What is Zero Based Budgeting?

Zero Based Budgeting (ZBB) is a method of budgeting in which all proposed expenditures must be justified each new budget period, as opposed to only explaining the amounts requested in excess of the previous budget’s level of funding. 

For example, if an organization used ZBB, each department would have to justify its funding every year.  That is, funding would have a base at zero.  A department would have to show why its funding efficiently helps the organization toward its goals.  ZBB is especially encouraged for Government budgets because expenditures can easily run out of control if it is automatically assumed whatever was spent last year, must be spent this year, plus an increase for inflation or other real or imagined costs. 

Zero-Base Budgeting is an oft forgotten budget planning and decision-making technique.  It reverses the working process of traditional budgeting.  In traditional budgeting, departmental managers must only justify increases over the previous year budget.  This means what has been spent in previous years is automatically sanctioned.  In case of ZBB, no reference is made to the previous level of expenditure.  Every department function is reviewed comprehensively, and all expenditures, rather then only increases are, justified and approved.  ZBB is a technique, by which the budget request must be justified in complete detail by each division manager starting from the Zero-base.  The Zero-base is indifferent to whether the total budget is increasing or decreasing.
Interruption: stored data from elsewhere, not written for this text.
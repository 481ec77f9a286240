use std::collections::HashMap;
use std::sync::Arc;
use tokio::sync::RwLock;
use tracing::debug;

use super::connection::{Connection, ConnectionId, ConnectionSink};

/// The set of live client connections
///
/// Created once by the relay and shared (cheap clone) with the accept loop,
/// which inserts and removes, and the dispatcher, which snapshots and drops
/// connections whose sends fail. Membership is best-effort liveness: a
/// connection may linger until its closure is observed, but never after a
/// detected failure.
#[derive(Clone, Default)]
pub struct ConnectionRegistry {
    connections: Arc<RwLock<HashMap<ConnectionId, Arc<dyn ConnectionSink>>>>,
}

impl ConnectionRegistry {
    pub fn new() -> Self {
        Self::default()
    }

    /// Adds a connection and returns its identity
    pub async fn register(&self, sink: Arc<dyn ConnectionSink>) -> ConnectionId {
        let id = ConnectionId::new();
        let mut connections = self.connections.write().await;
        connections.insert(id, sink);
        debug!(connection_id = %id, active = connections.len(), "Connection registered");
        id
    }

    /// Removes a connection, returning whether it was still present
    pub async fn remove(&self, id: ConnectionId) -> bool {
        let mut connections = self.connections.write().await;
        let removed = connections.remove(&id).is_some();
        if removed {
            debug!(connection_id = %id, active = connections.len(), "Connection removed");
        }
        removed
    }

    /// Copies the current membership
    ///
    /// The lock is released before returning, so fan-out over the snapshot
    /// never holds it across a send and tolerates concurrent register/remove.
    pub async fn snapshot(&self) -> Vec<Connection> {
        let connections = self.connections.read().await;
        connections
            .iter()
            .map(|(id, sink)| Connection::new(*id, Arc::clone(sink)))
            .collect()
    }

    pub async fn contains(&self, id: ConnectionId) -> bool {
        self.connections.read().await.contains_key(&id)
    }

    pub async fn len(&self) -> usize {
        self.connections.read().await.len()
    }

    pub async fn is_empty(&self) -> bool {
        self.connections.read().await.is_empty()
    }
}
Traditional vs. Zero-Base Budgeting 


Advantages of Zero-Based Budgeting

1.Results in efficient allocation of resources as it is based on needs and benefits
2.   Drives managers to find out cost effective ways to improve operations
3.   Detects inflated budgets
Useful for service department where the output is difficult to identify
5.  Increases staff motivation by providing greater initiative and responsibility in decision-making
6.  Increases communication and coordination within the organization
7.  Identifies and eliminates waste and obsolete operations

Disadvantages of Zero-Based Budgeting
 
1.Difficult to define decision units and decision packages, as it is very     time-consuming and exhaustive.
2.Forced to justify every detail related to expenditure. 
3.Necessary to train managers.  ZBB should be clearly understood by managers at various levels otherwise they could not successfully participate. 
4.Difficult to administer and communicate the budgeting because more managers are involved in the process.
 
Steps involved in the introduction of Zero-Based Budgeting.

Decision Units: The organization must be divided into decision units.  The manager of the decision unit justifies the budget proposal.  An organization can have as many decision units as appropriate.  The division of the organization into the decision units should be in accordance to the organizational objectives.

Identification of decision package: Each decision unit should be broken down into smaller decision packages.  A decision package can be defined as a document that distinctively defines function, operation, and activity.  It should contain the following information:
1.Identification of data
2.Economic benefits
3.Alternative course of action
4.Intangible benefits

Ranking of decision package: Ranking implies prioritizing the available decision packages.  This facilitates efficient allocation of resources by directing resources to the highest priority services.